PFRDA, in a circular dated October 24, 2016, has listed out the documents required for partial withdrawal.
For Higher Education: Copy of Admission letter of the Institute along with the fee schedule
For the marriage of children: Self Declaration. The format for self-declaration is provided in the circular.
For purchase or construction of a residential house or flat in his or her own name or in a joint name with legally wedded spouse: Photocopy of title documents of the property, Approved plan and self-declaration OR Loan offer letter from a housing finance company or a bank and self-declaration. The format for self-declaration is provided in the circular.
For treatment of specified illnesses of the subscriber, his legally wedded spouse, children, including a legally adopted child or dependent parents: Certificate from a doctor.
How do I exit NPS Account?
In case you want to exit NPS (pre-mature or regular exit), there is a different process to be followed. I have written a separate post on this topic.
Old Exit and Withdrawal rules for NPS (Till early 2015)

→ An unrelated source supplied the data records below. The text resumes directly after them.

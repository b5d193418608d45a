//! Device connector shipped with the binary
//!
//! The mesh protocol driver is not linked into this build, so every link
//! reports itself as unavailable and the caller falls back to
//! [`OfflineGateway`].

use async_trait::async_trait;
use tracing::warn;

use meshrc_core::gateway::GatewayResult;
use meshrc_core::{GatewayConnector, GatewayError, OfflineGateway, TransportConfig};

#[derive(Debug, Default, Clone, Copy)]
pub struct DeviceConnector;

impl DeviceConnector {
    pub fn new() -> Self {
        Self
    }
}

#[async_trait]
impl GatewayConnector for DeviceConnector {
    type Gateway = OfflineGateway;

    async fn connect(&self, config: &TransportConfig) -> GatewayResult<Self::Gateway> {
        warn!("No {} driver available for {}", config.kind(), config);
        Err(GatewayError::Unavailable {
            transport: config.to_string(),
            reason: "no device driver in this build".to_string(),
        })
    }
}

- Upon attainment of 60 years: At least 40% of the accumulated wealth in the NPS account needs to be utilized for the purchase of annuity/pension. Remaining 60% can be withdrawn as lump sum. The subscriber has an option to defer the withdrawal of lump sum amount until the age of 70. At the age of 70, any balance in the account will be paid out to the investor as lump sum. There is no compulsion to purchase an annuity plan in case the total accumulated wealth is less than Rs 2 lacs.
- Before attainment of 60 years: At least 80% of the accumulated wealth in the account needs to be utilized for the purchase of an annuity plan. The balance can be withdrawn as lump sum.
- Death of the subscriber: Entire accumulated wealth to be paid to the nominee/legal heir. No option for the purchase of an annuity plan.
- Deferment of Annuity: A subscriber has an option an defer mandatory annuity purchase (as mentioned in (a) and (b)) by up to 3 years
No partial withdrawal from NPS was permitted before the age of 60.
Problems with old rules
The common refrain was that investors/subscribers did not have the option of accessing these funds even in cases of emergency.
An additional concern was that a number of organisations had retirement age lower than 60. Hence, if the retirement age was 58, the subscriber would have had to contribute for 2 more years to be eligible for a normal exit. In such a case, pension/annuity would have begun only at the age of 60. If such a subscriber exited the scheme at 58, this would have been considered early exit (before attainment of 60 years) and corresponding rules would have applied.